Previdenza. L’incidenza femminile delle domande per il bonus di 600 euro transitate dal patronato di Confartigianato Udine è del 20,7% tra i titolari, ma sale al 37,7% tra i collaboratori. «Per questi ultimi il calo di fatturato aziendale potrebbe mettere particolarmente a rischio la regolarità della contribuzione previdenziale e più in generale la possibilità di ottenere una retribuzione – sottolinea ancora Avolio – in altre parole questa fascia di lavoratrici autonome appare ancora più esposta ai contraccolpi negativi dell’emergenza coronavirus. Ogni intervento sulla sostenibilità del peso contributivo a carico di tutte le artigiane, e in particolare di queste figure, risulterebbe dunque particolarmente positivo per la salvaguardia del relativo reddito e del percorso contributivo verso la pensione. Buona – continua la presidente del Movimento donne impresa – è l’idea di riconoscere contributi figurativi a fronte del lavoro di cura che spesso resta a carico del femminile».

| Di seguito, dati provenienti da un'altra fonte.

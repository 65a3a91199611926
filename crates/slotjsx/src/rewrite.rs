//! Children rewriting for the search path.
//!
//! Walks the slot's children depth-first, left to right, and substitutes the
//! first `Slottable` with the children of the host element it wraps. Every other
//! node keeps its type, props and key; only its children are rewritten.

use crate::element::{Element, Node};
use crate::traits::SlotError;

/// Result of a search-path rewrite.
#[derive(Debug, Clone, PartialEq)]
pub struct Substitution {
    /// The element found inside the `Slottable`
    pub host: Element,

    /// The slot's children with the `Slottable` replaced by the host's children
    pub children: Vec<Node>,
}

/// Find the `Slottable` in `children` and substitute it with its host's children.
///
/// The first `Slottable` in pre-order decides the host. Any later `Slottable`
/// is not considered as a second host and receives the same host children.
pub fn replace_slottable(children: &[Node]) -> Result<Substitution, SlotError> {
    let mut rewriter = Rewriter::default();
    let children = rewriter.transform(children)?;

    match rewriter.host {
        Some(host) => Ok(Substitution { host, children }),
        None => Err(SlotError::HostNotFound),
    }
}

/// Extract the single host element wrapped by a `Slottable`.
pub fn slottable_host(slottable: &Element) -> Result<&Element, SlotError> {
    match slottable.children() {
        [Node::Element(host)] => Ok(host),
        [_] => Err(SlotError::InvalidHost),
        other => Err(SlotError::AmbiguousHost { count: other.len() }),
    }
}

#[derive(Default)]
struct Rewriter {
    host: Option<Element>,
}

impl Rewriter {
    fn transform(&mut self, nodes: &[Node]) -> Result<Vec<Node>, SlotError> {
        let mut out = Vec::with_capacity(nodes.len());

        for node in nodes {
            let Node::Element(element) = node else {
                out.push(node.clone());
                continue;
            };

            if element.ty.is_slottable() {
                if self.host.is_none() {
                    let found = slottable_host(element)?.clone();
                    tracing::trace!(host = found.ty.name(), "Found Slottable host");
                    self.host = Some(found);
                }
                if let Some(host) = &self.host {
                    out.extend(host.children().iter().cloned());
                }
                continue;
            }

            if element.children().is_empty() {
                out.push(node.clone());
                continue;
            }

            let children = self.transform(element.children())?;
            out.push(Node::Element(element.with_children(children)));
        }

        Ok(out)
    }
}
//! Check markup files for slotting errors.

use std::fs;
use std::path::{Path, PathBuf};
use std::rc::Rc;

use anyhow::Result;
use rayon::prelude::*;
use slotjsx::{
    create_element, parse_markup, with_slot_with, Builder, CollectingReporter, Scope, SlotOptions,
};
use walkdir::WalkDir;

use super::config::ConfigFile;

/// Problems found in one file.
#[derive(Debug)]
pub struct FileReport {
    pub path: PathBuf,
    pub problems: Vec<String>,
}

/// Run the check command.
pub fn run(config: &ConfigFile, path: &Path) -> Result<()> {
    if !path.exists() {
        anyhow::bail!("{} does not exist", path.display());
    }

    // Fail fast on a bad [components] table rather than once per file
    config.registry()?;

    let files = collect_files(path, &config.check.extensions);
    tracing::info!("Checking {} file(s)...", files.len());

    let reports: Vec<FileReport> = files
        .par_iter()
        .map(|file| check_file(config, file))
        .collect();

    let mut total = 0;
    for report in &reports {
        for problem in &report.problems {
            tracing::error!("{}: {}", report.path.display(), problem);
        }
        total += report.problems.len();
    }

    if total > 0 {
        anyhow::bail!("Found {} problem(s) in {} file(s)", total, files.len());
    }

    tracing::info!("No problems found");
    Ok(())
}

/// Collect markup files under `path`, or `path` itself if it is a file.
fn collect_files(path: &Path, extensions: &[String]) -> Vec<PathBuf> {
    if path.is_file() {
        return vec![path.to_path_buf()];
    }

    let mut files: Vec<PathBuf> = WalkDir::new(path)
        .follow_links(true)
        .into_iter()
        .filter_map(|entry| match entry {
            Ok(entry) => Some(entry.into_path()),
            Err(e) => {
                tracing::warn!("Skipping unreadable entry: {}", e);
                None
            }
        })
        .filter(|p| p.is_file())
        .filter(|p| {
            p.extension()
                .and_then(|ext| ext.to_str())
                .is_some_and(|ext| extensions.iter().any(|e| e == ext))
        })
        .collect();

    files.sort();
    files
}

/// Build one file and collect parse, build and slotting errors.
pub fn check_file(config: &ConfigFile, path: &Path) -> FileReport {
    let problems = match fs::read_to_string(path) {
        Ok(source) => check_source(config, &source, &path.display().to_string()),
        Err(e) => vec![format!("Failed to read: {}", e)],
    };
    tracing::debug!("Checked {} ({} problem(s))", path.display(), problems.len());

    FileReport {
        path: path.to_path_buf(),
        problems,
    }
}

fn check_source(config: &ConfigFile, source: &str, file_name: &str) -> Vec<String> {
    let markup = match parse_markup(source) {
        Ok(markup) => markup,
        Err(e) => return vec![e.to_string()],
    };
    let registry = match config.registry() {
        Ok(registry) => registry,
        Err(e) => return vec![e.to_string()],
    };

    let reporter = Rc::new(CollectingReporter::new());
    let options = SlotOptions::new()
        .with_merge(config.merge.strategy)
        .with_reporter(Rc::clone(&reporter));
    let jsx = with_slot_with(create_element, options);
    let scope = Scope::new();

    if let Err(e) = Builder::new(&registry, &scope)
        .file_name(file_name)
        .build(&markup, &jsx)
    {
        return vec![e.to_string()];
    }

    reporter.take().iter().map(ToString::to_string).collect()
}
//! Subcommand implementations.

pub mod check;
pub mod config;
pub mod init;
pub mod render;
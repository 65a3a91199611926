//! Element tree abstraction.
//!
//! The minimal shape the slotting engine needs from a host framework's elements:
//! a type identity, a property mapping and an ordered, normalized list of children.

use std::collections::BTreeMap;
use std::fmt;
use std::rc::Rc;

use crate::refs::{Mounted, NodeRef};
use crate::traits::SourceInfo;

/// Reserved property name for children.
pub const CHILDREN: &str = "children";

/// Property mapping without the `children` key.
pub type PropMap = BTreeMap<String, Value>;

/// Inline style mapping: `backgroundColor` -> `blue`.
pub type StyleMap = BTreeMap<String, String>;

/// Event handler callback. Handlers are side-effecting and return nothing.
pub type Callback = Rc<dyn Fn(&[Value])>;

/// Component render function.
pub type RenderFn = Rc<dyn Fn(&Props) -> Node>;

/// Classification of an element type for the interceptor.
#[derive(Debug, Clone, Copy, PartialEq, Eq)]
pub enum TypeKind {
    /// Triggers slotting when passed to the creation primitive.
    SlotMarker,
    /// Marks the host element and the insertion point for its children.
    SlottableMarker,
    /// Intrinsic tag or component.
    Ordinary,
}

/// The type of an element.
#[derive(Debug, Clone, PartialEq)]
pub enum ElementType {
    /// Intrinsic tag (e.g., "a", "button")
    Intrinsic(String),
    /// User component
    Component(ComponentRef),
    /// The `Slot` marker
    Slot,
    /// The `Slottable` marker
    Slottable,
}

impl ElementType {
    /// Create an intrinsic element type.
    pub fn intrinsic(tag: impl Into<String>) -> Self {
        Self::Intrinsic(tag.into())
    }

    /// Classify this type.
    pub fn kind(&self) -> TypeKind {
        match self {
            Self::Slot => TypeKind::SlotMarker,
            Self::Slottable => TypeKind::SlottableMarker,
            Self::Intrinsic(_) | Self::Component(_) => TypeKind::Ordinary,
        }
    }

    pub fn is_slot(&self) -> bool {
        self.kind() == TypeKind::SlotMarker
    }

    pub fn is_slottable(&self) -> bool {
        self.kind() == TypeKind::SlottableMarker
    }

    /// Display name of the type.
    pub fn name(&self) -> &str {
        match self {
            Self::Intrinsic(tag) => tag,
            Self::Component(component) => component.name(),
            Self::Slot => "Slot",
            Self::Slottable => "Slottable",
        }
    }
}

/// A reference to a component. Compared by identity of its render function,
/// never by name.
#[derive(Clone)]
pub struct ComponentRef {
    name: Rc<str>,
    render: RenderFn,
}

impl ComponentRef {
    pub fn new(name: impl Into<Rc<str>>, render: impl Fn(&Props) -> Node + 'static) -> Self {
        Self {
            name: name.into(),
            render: Rc::new(render),
        }
    }

    pub fn name(&self) -> &str {
        &self.name
    }

    /// Render the component with the given props.
    pub fn render(&self, props: &Props) -> Node {
        (self.render)(props)
    }
}

impl PartialEq for ComponentRef {
    fn eq(&self, other: &Self) -> bool {
        Rc::ptr_eq(&self.render, &other.render)
    }
}

impl fmt::Debug for ComponentRef {
    fn fmt(&self, f: &mut fmt::Formatter<'_>) -> fmt::Result {
        f.debug_tuple("ComponentRef").field(&self.name).finish()
    }
}

/// A property value.
#[derive(Clone)]
pub enum Value {
    Null,
    Bool(bool),
    Number(f64),
    String(String),
    Style(StyleMap),
    Handler(Callback),
    Ref(NodeRef<Mounted>),
}

impl Value {
    /// Wrap a closure as an event handler value.
    pub fn handler(f: impl Fn(&[Value]) + 'static) -> Self {
        Self::Handler(Rc::new(f))
    }

    pub fn as_str(&self) -> Option<&str> {
        match self {
            Self::String(s) => Some(s),
            _ => None,
        }
    }

    pub fn as_style(&self) -> Option<&StyleMap> {
        match self {
            Self::Style(style) => Some(style),
            _ => None,
        }
    }

    pub fn as_handler(&self) -> Option<&Callback> {
        match self {
            Self::Handler(f) => Some(f),
            _ => None,
        }
    }

    pub fn is_null(&self) -> bool {
        matches!(self, Self::Null)
    }
}

impl PartialEq for Value {
    fn eq(&self, other: &Self) -> bool {
        match (self, other) {
            (Self::Null, Self::Null) => true,
            (Self::Bool(a), Self::Bool(b)) => a == b,
            (Self::Number(a), Self::Number(b)) => a == b,
            (Self::String(a), Self::String(b)) => a == b,
            (Self::Style(a), Self::Style(b)) => a == b,
            (Self::Handler(a), Self::Handler(b)) => Rc::ptr_eq(a, b),
            (Self::Ref(a), Self::Ref(b)) => a == b,
            _ => false,
        }
    }
}

impl fmt::Debug for Value {
    fn fmt(&self, f: &mut fmt::Formatter<'_>) -> fmt::Result {
        match self {
            Self::Null => f.write_str("Null"),
            Self::Bool(b) => write!(f, "Bool({b})"),
            Self::Number(n) => write!(f, "Number({n})"),
            Self::String(s) => write!(f, "String({s:?})"),
            Self::Style(style) => f.debug_tuple("Style").field(style).finish(),
            Self::Handler(_) => f.write_str("Handler(..)"),
            Self::Ref(r) => f.debug_tuple("Ref").field(r).finish(),
        }
    }
}

impl From<&str> for Value {
    fn from(s: &str) -> Self {
        Self::String(s.to_string())
    }
}

impl From<String> for Value {
    fn from(s: String) -> Self {
        Self::String(s)
    }
}

impl From<bool> for Value {
    fn from(b: bool) -> Self {
        Self::Bool(b)
    }
}

impl From<f64> for Value {
    fn from(n: f64) -> Self {
        Self::Number(n)
    }
}

impl From<StyleMap> for Value {
    fn from(style: StyleMap) -> Self {
        Self::Style(style)
    }
}

impl From<NodeRef<Mounted>> for Value {
    fn from(r: NodeRef<Mounted>) -> Self {
        Self::Ref(r)
    }
}

/// A child of an element.
#[derive(Debug, Clone, PartialEq)]
pub enum Node {
    Element(Element),
    Text(String),
    Number(f64),
    /// null, undefined or a boolean; never rendered
    Empty,
    /// Nested child array, flattened on normalization
    List(Vec<Node>),
}

impl Node {
    pub fn text(s: impl Into<String>) -> Self {
        Self::Text(s.into())
    }

    pub fn as_element(&self) -> Option<&Element> {
        match self {
            Self::Element(element) => Some(element),
            _ => None,
        }
    }
}

impl From<Element> for Node {
    fn from(element: Element) -> Self {
        Self::Element(element)
    }
}

impl From<&str> for Node {
    fn from(s: &str) -> Self {
        Self::Text(s.to_string())
    }
}

/// Normalize heterogeneous children into one flat, ordered sequence.
///
/// Nested lists are flattened in place and empty children are dropped.
pub fn normalize_children(children: impl IntoIterator<Item = Node>) -> Vec<Node> {
    let mut out = Vec::new();
    flatten_into(children, &mut out);
    out
}

fn flatten_into(children: impl IntoIterator<Item = Node>, out: &mut Vec<Node>) {
    for child in children {
        match child {
            Node::List(nested) => flatten_into(nested, out),
            Node::Empty => {}
            other => out.push(other),
        }
    }
}

/// Properties of an element, with children carried separately.
#[derive(Debug, Clone, Default, PartialEq)]
pub struct Props {
    values: PropMap,
    children: Vec<Node>,
}

impl Props {
    pub fn new() -> Self {
        Self::default()
    }

    /// Build props from a property mapping and children.
    pub fn from_parts(values: PropMap, children: impl IntoIterator<Item = Node>) -> Self {
        let mut props = Self {
            values: PropMap::new(),
            children: normalize_children(children),
        };
        for (key, value) in values {
            props.insert(key, value);
        }
        props
    }

    /// Split into the property mapping and the children.
    pub fn into_parts(self) -> (PropMap, Vec<Node>) {
        (self.values, self.children)
    }

    /// Builder-style insert.
    pub fn with(mut self, key: impl Into<String>, value: impl Into<Value>) -> Self {
        self.insert(key, value.into());
        self
    }

    /// Builder-style child append.
    pub fn with_child(mut self, child: impl Into<Node>) -> Self {
        self.push_child(child.into());
        self
    }

    /// Builder-style children replacement.
    pub fn with_children(mut self, children: impl IntoIterator<Item = Node>) -> Self {
        self.set_children(children);
        self
    }

    /// Insert a property. The reserved `children` key is rejected.
    pub fn insert(&mut self, key: impl Into<String>, value: Value) -> Option<Value> {
        let key = key.into();
        if key == CHILDREN {
            tracing::warn!("Ignoring `children` passed as a property; use set_children");
            return None;
        }
        self.values.insert(key, value)
    }

    pub fn get(&self, key: &str) -> Option<&Value> {
        self.values.get(key)
    }

    pub fn contains_key(&self, key: &str) -> bool {
        self.values.contains_key(key)
    }

    pub fn remove(&mut self, key: &str) -> Option<Value> {
        self.values.remove(key)
    }

    /// Property mapping, excluding children.
    pub fn values(&self) -> &PropMap {
        &self.values
    }

    pub fn children(&self) -> &[Node] {
        &self.children
    }

    pub fn set_children(&mut self, children: impl IntoIterator<Item = Node>) {
        self.children = normalize_children(children);
    }

    pub fn push_child(&mut self, child: Node) {
        flatten_into([child], &mut self.children);
    }
}

/// An element: the output of the creation primitive.
#[derive(Debug, Clone, PartialEq)]
pub struct Element {
    pub ty: ElementType,
    pub props: Props,
    pub key: Option<String>,
    /// Source location recorded by the diagnostics primitive
    pub source: Option<SourceInfo>,
}

impl Element {
    pub fn new(ty: ElementType, props: Props, key: Option<String>) -> Self {
        Self {
            ty,
            props,
            key,
            source: None,
        }
    }

    pub fn children(&self) -> &[Node] {
        self.props.children()
    }

    /// Copy of this element with the same type, properties and key but new children.
    pub fn with_children(&self, children: Vec<Node>) -> Self {
        let mut element = self.clone();
        element.props.set_children(children);
        element
    }
}

/// Base creation primitive: builds an [`Element`] as-is.
pub fn create_element(ty: ElementType, props: Props, key: Option<String>) -> Element {
    Element::new(ty, props, key)
}

/// Base diagnostics creation primitive: builds an [`Element`] and records its source.
pub fn create_element_dev(
    ty: ElementType,
    props: Props,
    key: Option<String>,
    _is_static_children: bool,
    source: Option<SourceInfo>,
    _owner: Option<Value>,
) -> Element {
    Element {
        source,
        ..Element::new(ty, props, key)
    }
}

Futuro. Particolarmente importante sarà stimolare l’avvio di nuove iniziative da parte delle donne, in nuovi settori e con nuovi modelli di business, specie se, come prevedibile, si restringeranno le possibilità di fare impresa in modo sostenibile nel terziario tradizionale (servizi alla persona, ristorazione-ospitalità). «Dovranno essere incoraggiate le iniziative nel terziario avanzato, oltre che in settori manifatturieri con prospettive di sviluppo – conclude Avolio – A questo proposito, speriamo che in Fvg possa prender corpo una misura ad hoc per sostenere, incentivare e far crescere le imprese femminili. Il tutto, non dimentichiamolo, con la massima attenzione che il momento impone sul fronte delle misure di sicurezza. Anche in questo senso chiediamo alle istituzioni che ci diano indicazioni chiare, che nulla sia lasciato al caso. Per l’artigianato, specie femminile, un’altra emergenza avrebbe effetti devastanti».